● **Work item**
Each line of the data below that contains "Serialize" must be copied.

(Stored dataset items)
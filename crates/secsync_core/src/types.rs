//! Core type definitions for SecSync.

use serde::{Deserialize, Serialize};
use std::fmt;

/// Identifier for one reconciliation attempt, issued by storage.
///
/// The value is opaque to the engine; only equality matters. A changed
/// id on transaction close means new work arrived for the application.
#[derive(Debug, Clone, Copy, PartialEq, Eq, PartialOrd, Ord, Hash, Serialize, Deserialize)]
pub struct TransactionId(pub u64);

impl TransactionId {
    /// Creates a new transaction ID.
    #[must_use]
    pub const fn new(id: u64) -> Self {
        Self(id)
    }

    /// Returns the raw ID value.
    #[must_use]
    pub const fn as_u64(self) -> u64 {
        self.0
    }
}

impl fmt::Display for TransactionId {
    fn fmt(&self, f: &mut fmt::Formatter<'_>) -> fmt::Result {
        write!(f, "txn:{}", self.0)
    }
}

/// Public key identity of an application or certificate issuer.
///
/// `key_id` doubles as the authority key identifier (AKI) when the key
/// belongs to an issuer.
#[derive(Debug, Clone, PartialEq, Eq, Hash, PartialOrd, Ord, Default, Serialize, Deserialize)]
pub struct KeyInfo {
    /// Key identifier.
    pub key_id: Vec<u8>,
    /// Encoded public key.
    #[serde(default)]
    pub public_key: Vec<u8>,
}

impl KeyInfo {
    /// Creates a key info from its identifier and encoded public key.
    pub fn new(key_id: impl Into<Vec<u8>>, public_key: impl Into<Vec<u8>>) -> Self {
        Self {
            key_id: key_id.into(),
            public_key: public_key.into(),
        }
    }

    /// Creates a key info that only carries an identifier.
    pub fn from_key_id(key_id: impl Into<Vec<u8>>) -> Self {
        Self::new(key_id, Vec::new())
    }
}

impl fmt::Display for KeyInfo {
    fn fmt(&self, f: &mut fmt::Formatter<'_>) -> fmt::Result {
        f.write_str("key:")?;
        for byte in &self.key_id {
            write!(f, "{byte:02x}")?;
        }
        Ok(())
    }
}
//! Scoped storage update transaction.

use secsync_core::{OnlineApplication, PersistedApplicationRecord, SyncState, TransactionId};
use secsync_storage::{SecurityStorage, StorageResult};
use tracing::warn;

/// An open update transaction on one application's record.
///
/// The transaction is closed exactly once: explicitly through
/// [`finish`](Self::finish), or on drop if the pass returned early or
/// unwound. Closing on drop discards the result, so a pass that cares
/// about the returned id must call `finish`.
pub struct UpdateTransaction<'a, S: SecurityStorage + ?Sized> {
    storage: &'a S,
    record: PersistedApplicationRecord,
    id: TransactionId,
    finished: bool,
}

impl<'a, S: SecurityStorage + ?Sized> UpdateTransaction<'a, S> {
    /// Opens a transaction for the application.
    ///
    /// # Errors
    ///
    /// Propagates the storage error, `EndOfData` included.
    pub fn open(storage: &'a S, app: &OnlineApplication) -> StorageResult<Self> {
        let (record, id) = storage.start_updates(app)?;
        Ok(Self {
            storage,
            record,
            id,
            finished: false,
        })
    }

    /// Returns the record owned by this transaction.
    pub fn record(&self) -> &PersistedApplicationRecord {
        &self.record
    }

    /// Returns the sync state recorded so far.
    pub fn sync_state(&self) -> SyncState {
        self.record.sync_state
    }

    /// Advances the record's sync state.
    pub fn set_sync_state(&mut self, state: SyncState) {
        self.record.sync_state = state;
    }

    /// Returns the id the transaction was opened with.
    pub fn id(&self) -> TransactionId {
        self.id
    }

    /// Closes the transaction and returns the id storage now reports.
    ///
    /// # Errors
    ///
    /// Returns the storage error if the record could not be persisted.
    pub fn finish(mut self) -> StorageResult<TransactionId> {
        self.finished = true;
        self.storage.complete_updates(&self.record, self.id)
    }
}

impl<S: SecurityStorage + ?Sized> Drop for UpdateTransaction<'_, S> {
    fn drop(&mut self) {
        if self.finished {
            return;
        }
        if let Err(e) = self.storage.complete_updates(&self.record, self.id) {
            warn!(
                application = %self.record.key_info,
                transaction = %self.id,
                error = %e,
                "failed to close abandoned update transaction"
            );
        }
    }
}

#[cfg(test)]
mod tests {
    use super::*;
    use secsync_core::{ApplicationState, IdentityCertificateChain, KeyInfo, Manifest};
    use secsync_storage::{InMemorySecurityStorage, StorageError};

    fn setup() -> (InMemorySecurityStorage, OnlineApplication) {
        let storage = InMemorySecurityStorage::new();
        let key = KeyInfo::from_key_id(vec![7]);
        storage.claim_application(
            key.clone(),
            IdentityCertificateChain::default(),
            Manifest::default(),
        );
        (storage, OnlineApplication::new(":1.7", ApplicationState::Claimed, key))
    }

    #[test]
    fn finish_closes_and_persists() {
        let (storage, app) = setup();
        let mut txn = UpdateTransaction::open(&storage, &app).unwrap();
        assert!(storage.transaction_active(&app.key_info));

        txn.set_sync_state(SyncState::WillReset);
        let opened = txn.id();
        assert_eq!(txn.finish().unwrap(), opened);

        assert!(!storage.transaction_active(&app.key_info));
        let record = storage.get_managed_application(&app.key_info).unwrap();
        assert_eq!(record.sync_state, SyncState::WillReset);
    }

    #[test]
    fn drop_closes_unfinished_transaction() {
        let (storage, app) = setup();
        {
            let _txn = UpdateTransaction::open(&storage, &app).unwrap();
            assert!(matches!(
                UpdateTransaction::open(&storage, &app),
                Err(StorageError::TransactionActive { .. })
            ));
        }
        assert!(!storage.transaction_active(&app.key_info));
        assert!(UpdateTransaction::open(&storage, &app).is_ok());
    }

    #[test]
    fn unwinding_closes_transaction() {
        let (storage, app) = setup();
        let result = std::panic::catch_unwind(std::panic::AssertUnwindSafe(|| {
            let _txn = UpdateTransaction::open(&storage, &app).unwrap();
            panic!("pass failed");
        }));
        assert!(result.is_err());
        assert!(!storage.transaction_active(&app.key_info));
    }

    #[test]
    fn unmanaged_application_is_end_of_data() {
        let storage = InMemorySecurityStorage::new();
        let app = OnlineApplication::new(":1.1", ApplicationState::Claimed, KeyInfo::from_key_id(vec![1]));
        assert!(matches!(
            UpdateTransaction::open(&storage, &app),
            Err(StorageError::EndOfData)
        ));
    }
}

* * *

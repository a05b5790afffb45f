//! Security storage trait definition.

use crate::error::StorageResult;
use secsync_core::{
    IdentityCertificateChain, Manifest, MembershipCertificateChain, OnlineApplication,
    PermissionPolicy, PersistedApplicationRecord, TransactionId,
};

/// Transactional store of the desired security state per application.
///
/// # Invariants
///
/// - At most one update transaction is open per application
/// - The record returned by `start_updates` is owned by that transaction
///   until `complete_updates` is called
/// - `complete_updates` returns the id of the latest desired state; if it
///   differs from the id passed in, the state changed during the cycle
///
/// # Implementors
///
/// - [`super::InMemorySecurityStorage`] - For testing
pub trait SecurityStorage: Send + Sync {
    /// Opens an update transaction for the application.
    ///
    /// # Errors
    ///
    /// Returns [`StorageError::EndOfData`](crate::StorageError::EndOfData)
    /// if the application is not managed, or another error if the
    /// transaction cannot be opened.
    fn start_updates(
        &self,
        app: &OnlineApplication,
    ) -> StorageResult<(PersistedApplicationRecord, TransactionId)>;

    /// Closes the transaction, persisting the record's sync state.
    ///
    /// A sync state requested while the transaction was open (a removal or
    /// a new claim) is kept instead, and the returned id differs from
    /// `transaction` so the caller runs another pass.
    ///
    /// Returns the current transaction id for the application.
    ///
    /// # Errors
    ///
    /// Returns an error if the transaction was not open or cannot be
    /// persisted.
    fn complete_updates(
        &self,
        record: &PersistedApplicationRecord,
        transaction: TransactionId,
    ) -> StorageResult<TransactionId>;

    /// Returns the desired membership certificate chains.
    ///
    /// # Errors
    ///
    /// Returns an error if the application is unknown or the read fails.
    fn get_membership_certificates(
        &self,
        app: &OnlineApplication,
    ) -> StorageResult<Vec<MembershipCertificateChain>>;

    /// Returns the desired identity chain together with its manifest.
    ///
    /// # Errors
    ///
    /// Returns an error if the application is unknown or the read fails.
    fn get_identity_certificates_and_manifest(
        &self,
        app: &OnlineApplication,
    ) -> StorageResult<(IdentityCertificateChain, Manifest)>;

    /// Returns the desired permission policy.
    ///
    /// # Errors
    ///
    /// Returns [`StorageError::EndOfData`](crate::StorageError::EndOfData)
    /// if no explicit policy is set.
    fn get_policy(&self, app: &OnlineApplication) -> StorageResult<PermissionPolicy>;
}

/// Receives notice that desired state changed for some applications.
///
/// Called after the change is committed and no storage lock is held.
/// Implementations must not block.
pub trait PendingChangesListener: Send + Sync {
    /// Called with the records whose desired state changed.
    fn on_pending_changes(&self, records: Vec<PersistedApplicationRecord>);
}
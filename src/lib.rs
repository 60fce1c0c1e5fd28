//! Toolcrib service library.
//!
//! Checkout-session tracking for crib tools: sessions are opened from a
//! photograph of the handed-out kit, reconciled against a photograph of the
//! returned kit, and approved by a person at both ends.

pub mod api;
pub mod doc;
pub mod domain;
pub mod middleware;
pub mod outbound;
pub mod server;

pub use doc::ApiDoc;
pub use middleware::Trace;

* * *

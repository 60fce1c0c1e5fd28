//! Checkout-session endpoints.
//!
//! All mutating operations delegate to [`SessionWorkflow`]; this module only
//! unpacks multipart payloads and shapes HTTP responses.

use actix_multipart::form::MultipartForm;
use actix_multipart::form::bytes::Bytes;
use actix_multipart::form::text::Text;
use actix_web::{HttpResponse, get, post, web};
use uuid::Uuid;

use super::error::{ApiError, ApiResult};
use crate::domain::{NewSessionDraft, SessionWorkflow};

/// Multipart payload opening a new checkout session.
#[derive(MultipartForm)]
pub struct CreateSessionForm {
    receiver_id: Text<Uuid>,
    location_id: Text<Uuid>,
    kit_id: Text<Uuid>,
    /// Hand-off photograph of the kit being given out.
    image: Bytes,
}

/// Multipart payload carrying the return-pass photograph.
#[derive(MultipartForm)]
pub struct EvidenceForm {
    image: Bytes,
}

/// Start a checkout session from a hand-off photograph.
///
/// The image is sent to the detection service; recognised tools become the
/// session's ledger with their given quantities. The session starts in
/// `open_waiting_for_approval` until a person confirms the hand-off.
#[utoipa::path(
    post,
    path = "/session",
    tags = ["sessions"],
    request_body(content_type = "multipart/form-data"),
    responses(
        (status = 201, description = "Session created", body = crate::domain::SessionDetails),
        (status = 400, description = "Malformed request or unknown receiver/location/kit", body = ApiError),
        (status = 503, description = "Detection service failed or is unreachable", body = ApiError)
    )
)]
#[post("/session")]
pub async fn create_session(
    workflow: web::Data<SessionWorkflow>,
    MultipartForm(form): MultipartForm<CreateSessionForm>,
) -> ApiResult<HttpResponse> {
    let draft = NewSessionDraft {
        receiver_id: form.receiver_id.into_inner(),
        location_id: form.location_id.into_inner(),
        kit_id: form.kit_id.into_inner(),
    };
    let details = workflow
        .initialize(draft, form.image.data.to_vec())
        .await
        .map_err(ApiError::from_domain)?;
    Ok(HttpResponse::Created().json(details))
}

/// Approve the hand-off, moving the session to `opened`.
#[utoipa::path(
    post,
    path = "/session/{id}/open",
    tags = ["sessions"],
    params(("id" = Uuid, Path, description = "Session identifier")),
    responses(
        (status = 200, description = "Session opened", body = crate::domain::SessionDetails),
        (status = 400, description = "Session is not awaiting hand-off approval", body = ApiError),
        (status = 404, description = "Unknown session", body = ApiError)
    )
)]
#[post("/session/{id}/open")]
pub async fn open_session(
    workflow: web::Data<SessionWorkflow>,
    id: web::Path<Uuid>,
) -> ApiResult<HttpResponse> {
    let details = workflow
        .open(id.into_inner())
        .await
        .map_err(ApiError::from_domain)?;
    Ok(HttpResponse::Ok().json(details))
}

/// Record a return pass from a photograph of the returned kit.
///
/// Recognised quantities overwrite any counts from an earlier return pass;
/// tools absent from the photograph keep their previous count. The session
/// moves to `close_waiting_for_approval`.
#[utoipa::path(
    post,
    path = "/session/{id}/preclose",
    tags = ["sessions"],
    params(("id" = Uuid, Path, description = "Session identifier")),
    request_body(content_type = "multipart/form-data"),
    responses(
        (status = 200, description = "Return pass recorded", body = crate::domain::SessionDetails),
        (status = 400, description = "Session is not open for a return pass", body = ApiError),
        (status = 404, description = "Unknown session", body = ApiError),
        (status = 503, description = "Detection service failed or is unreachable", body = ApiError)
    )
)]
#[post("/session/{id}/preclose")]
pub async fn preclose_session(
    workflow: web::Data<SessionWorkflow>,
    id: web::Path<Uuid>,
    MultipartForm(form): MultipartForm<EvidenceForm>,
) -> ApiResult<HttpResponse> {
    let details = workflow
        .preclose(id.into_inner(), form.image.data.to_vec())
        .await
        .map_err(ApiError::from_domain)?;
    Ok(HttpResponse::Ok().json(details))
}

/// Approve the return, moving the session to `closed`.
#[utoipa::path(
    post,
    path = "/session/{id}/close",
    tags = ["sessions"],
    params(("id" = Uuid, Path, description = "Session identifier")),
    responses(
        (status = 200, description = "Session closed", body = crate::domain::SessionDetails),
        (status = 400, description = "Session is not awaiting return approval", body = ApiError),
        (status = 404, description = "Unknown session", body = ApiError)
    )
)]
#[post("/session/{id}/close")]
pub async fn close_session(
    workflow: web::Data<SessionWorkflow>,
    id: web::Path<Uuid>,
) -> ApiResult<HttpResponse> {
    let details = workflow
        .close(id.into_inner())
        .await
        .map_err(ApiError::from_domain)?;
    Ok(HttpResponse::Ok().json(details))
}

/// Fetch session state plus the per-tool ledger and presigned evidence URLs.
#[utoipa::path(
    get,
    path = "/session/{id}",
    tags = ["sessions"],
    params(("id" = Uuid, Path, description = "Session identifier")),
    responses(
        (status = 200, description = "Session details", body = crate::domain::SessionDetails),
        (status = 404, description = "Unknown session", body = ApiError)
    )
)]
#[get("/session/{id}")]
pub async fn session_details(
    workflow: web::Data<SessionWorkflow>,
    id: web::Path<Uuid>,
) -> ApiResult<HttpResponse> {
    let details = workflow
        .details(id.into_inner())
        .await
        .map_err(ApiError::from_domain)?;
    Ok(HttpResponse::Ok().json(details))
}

● **Output for this exercise**
use serde::{Deserialize, Serialize};
#[derive(Debug, Clone, Copy, PartialEq, Eq, PartialOrd, Ord, Hash, Serialize, Deserialize)]
#[derive(Debug, Clone, PartialEq, Eq, Hash, PartialOrd, Ord, Default, Serialize, Deserialize)]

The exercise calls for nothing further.